Cranial and Facial Implants
Restoring normal appearance of skull and facial profile while protecting the brain, eyes or critical structures is of primary importance when repairing facial fractures. Dr. Taylor and Dr. Sullivan use technology such as 3D preoperative planning and 3D printing to customize treatment plans for patients with cranial or facial deformities because of previous operations, trauma, cancer or congenital anomalies such as craniosynostosis.
Cranioplasty with 3D planning and 3D printing of Cranial and Facial Implants
Patient with extensive facial fractures and skull defect who underwent reconstruction and cranioplasty following careful 3D planning and 3D printing of a custom cranial and facial implant with Dr. Sullivan and Dr. Taylor.

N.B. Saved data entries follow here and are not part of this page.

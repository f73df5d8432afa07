//! Test doubles shared by the ingestion integration tests.

#![allow(dead_code)]

use std::collections::{BTreeSet, HashMap, HashSet};
use std::sync::atomic::{AtomicUsize, Ordering};
use std::sync::{Arc, Mutex};

use async_trait::async_trait;
use chrono::{DateTime, TimeZone, Utc};
use rust_decimal_macros::dec;

use boursomatic_core::errors::{CheckpointError, DatabaseError, Result};
use boursomatic_core::{BarStore, CheckpointRecord, CheckpointStore, UpsertSummary};
use boursomatic_market_data::{
    Bar, BarKey, BarProvider, FetchOutcome, FetchWindow, Interval, Market, MarketDataError,
    ProviderCapabilities, Symbol,
};

pub fn sym(ticker: &str) -> Symbol {
    Symbol::new(ticker, Market::Nasdaq).unwrap()
}

pub fn universe(tickers: &[&str]) -> Vec<Symbol> {
    tickers.iter().map(|t| sym(t)).collect()
}

pub fn day(d: u32) -> DateTime<Utc> {
    Utc.with_ymd_and_hms(2024, 1, d, 0, 0, 0).unwrap()
}

pub fn bar(symbol: &Symbol, ts: DateTime<Utc>, source: &str) -> Bar {
    Bar {
        symbol: symbol.clone(),
        timestamp: ts,
        interval: Interval::Daily,
        open: dec!(100),
        high: dec!(105),
        low: dec!(99),
        close: dec!(104),
        volume: dec!(1000),
        source: source.to_string(),
    }
}

type Respond = dyn Fn(&Symbol) -> std::result::Result<Vec<Bar>, MarketDataError> + Send + Sync;

/// Provider answering from a closure, recording every symbol it was asked for.
pub struct ScriptedProvider {
    id: &'static str,
    respond: Box<Respond>,
    calls: Mutex<Vec<Symbol>>,
}

impl ScriptedProvider {
    pub fn new(
        id: &'static str,
        respond: impl Fn(&Symbol) -> std::result::Result<Vec<Bar>, MarketDataError>
            + Send
            + Sync
            + 'static,
    ) -> Arc<Self> {
        Arc::new(Self {
            id,
            respond: Box::new(respond),
            calls: Mutex::new(Vec::new()),
        })
    }

    /// Two daily bars for every symbol.
    pub fn healthy(id: &'static str) -> Arc<Self> {
        Self::new(id, move |s| Ok(vec![bar(s, day(2), id), bar(s, day(3), id)]))
    }

    pub fn calls(&self) -> Vec<String> {
        self.calls
            .lock()
            .unwrap()
            .iter()
            .map(|s| s.ticker().to_string())
            .collect()
    }
}

#[async_trait]
impl BarProvider for ScriptedProvider {
    fn id(&self) -> &'static str {
        self.id
    }

    fn capabilities(&self) -> ProviderCapabilities {
        ProviderCapabilities {
            intervals: Interval::ALL,
            markets: Market::ALL,
            supports_fundamentals: false,
        }
    }

    fn normalize_symbol(&self, symbol: &Symbol) -> std::result::Result<String, MarketDataError> {
        Ok(symbol.ticker().to_string())
    }

    async fn fetch_bars(
        &self,
        symbols: &[Symbol],
        _window: &FetchWindow,
    ) -> std::result::Result<HashMap<Symbol, FetchOutcome>, MarketDataError> {
        self.calls.lock().unwrap().extend(symbols.iter().cloned());
        Ok(symbols
            .iter()
            .map(|s| (s.clone(), FetchOutcome::from_result(self.id, (self.respond)(s))))
            .collect())
    }
}

/// In-memory bar store keyed like the real one. Tickers listed in
/// `unavailable_for` fail as if the database could not be reached.
#[derive(Default)]
pub struct MemoryBarStore {
    rows: Mutex<BTreeSet<BarKey>>,
    unavailable_for: Mutex<HashSet<String>>,
    existing_counts: Mutex<HashMap<String, u64>>,
    pub upsert_calls: AtomicUsize,
}

impl MemoryBarStore {
    pub fn new() -> Arc<Self> {
        Arc::new(Self::default())
    }

    pub fn make_unavailable(&self, tickers: &[&str]) {
        let mut set = self.unavailable_for.lock().unwrap();
        set.extend(tickers.iter().map(|t| t.to_string()));
    }

    pub fn report_existing(&self, ticker: &str, count: u64) {
        self.existing_counts
            .lock()
            .unwrap()
            .insert(ticker.to_string(), count);
    }

    pub fn keys(&self) -> BTreeSet<BarKey> {
        self.rows.lock().unwrap().clone()
    }
}

#[async_trait]
impl BarStore for MemoryBarStore {
    async fn upsert_bars(&self, bars: &[Bar]) -> Result<UpsertSummary> {
        self.upsert_calls.fetch_add(1, Ordering::SeqCst);
        if let Some(first) = bars.first() {
            if self
                .unavailable_for
                .lock()
                .unwrap()
                .contains(first.symbol.ticker())
            {
                return Err(DatabaseError::Unavailable("connection refused".to_string()).into());
            }
        }

        let mut rows = self.rows.lock().unwrap();
        let mut summary = UpsertSummary::default();
        for bar in bars {
            if rows.insert(bar.key()) {
                summary.inserted += 1;
            } else {
                summary.duplicates += 1;
            }
        }
        Ok(summary)
    }

    async fn count_bars(
        &self,
        symbol: &Symbol,
        _interval: Interval,
        _since: DateTime<Utc>,
    ) -> Result<u64> {
        Ok(self
            .existing_counts
            .lock()
            .unwrap()
            .get(symbol.ticker())
            .copied()
            .unwrap_or(0))
    }
}

/// Checkpoint store kept in memory, with a save counter.
#[derive(Default)]
pub struct MemoryCheckpointStore {
    record: Mutex<Option<CheckpointRecord>>,
    /// 1-based save attempt from which every save fails
    fail_from: Mutex<Option<usize>>,
    pub saves: AtomicUsize,
}

impl MemoryCheckpointStore {
    pub fn new() -> Arc<Self> {
        Arc::new(Self::default())
    }

    pub fn current(&self) -> Option<CheckpointRecord> {
        self.record.lock().unwrap().clone()
    }

    pub fn fail_saves_from(&self, attempt: usize) {
        *self.fail_from.lock().unwrap() = Some(attempt);
    }
}

impl CheckpointStore for MemoryCheckpointStore {
    fn load(&self) -> Option<CheckpointRecord> {
        self.current()
    }

    fn save(&self, record: &CheckpointRecord) -> Result<()> {
        let attempt = self.saves.fetch_add(1, Ordering::SeqCst) + 1;
        if self.fail_from.lock().unwrap().is_some_and(|from| attempt >= from) {
            return Err(CheckpointError::Write {
                path: "memory".to_string(),
                source: std::io::Error::new(std::io::ErrorKind::PermissionDenied, "read-only"),
            }
            .into());
        }
        *self.record.lock().unwrap() = Some(record.clone());
        Ok(())
    }
}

Tooth Implants and Occlusion Reconstruction
Restoring alignment of teeth is one of the primary goals with repair of facial fractures. Dr. Taylor and Dr. Sullivan are both fellowship trained craniomaxillofacial surgeons and board certified plastic surgeons who are experienced with complex facial reconstruction.
Restored Occlusion and Teeth
This patient had extensive facial fractures and avlused teeth. Following open reduction and internal fixation of facial fractures, the teeth lined up well though lower teeth were missing from the injury (upper photo). Dr. Taylor and Dr. Sullivan worked closely with a dentist to have a prosthesis built (upper right photo). The teeth and prosthesis are well lined up following proper facial fracture repair (lower row photos).
Recommendations for Antibiotics for Facial Fractures
Post-injury prophylactic antibiotics likely provide no benefit in maxillary, zygomatic, or mandibular condyle fractures. Closed isolated anterior table frontal sinus fractures and orbital fractures also rarely become infected and likely do not require antibiotics. Some fractures, for example mandibular body and angle fractures, particularly those that penetrate a tooth root can have infection rates up to 30%. Frontal sinus fractures with disruption of the frontonasal duct may have a 16% infection rate even after surgical treatment. A short course of antibiotics in conjunction with chlorhexidine mouth rinses may be warranted in such fractures.
In terms of perioperative antibiotics, it seems reasonable to give a first generation cephalosporin for no more than 24 hours for low risk, closed facial fracture repairs. Ballistic injuries, grossly contaminated open facial fractures, nasal fractures with packing in place, and infected mandibular fractures may require a 4-5 day postoperative course of antibiotics.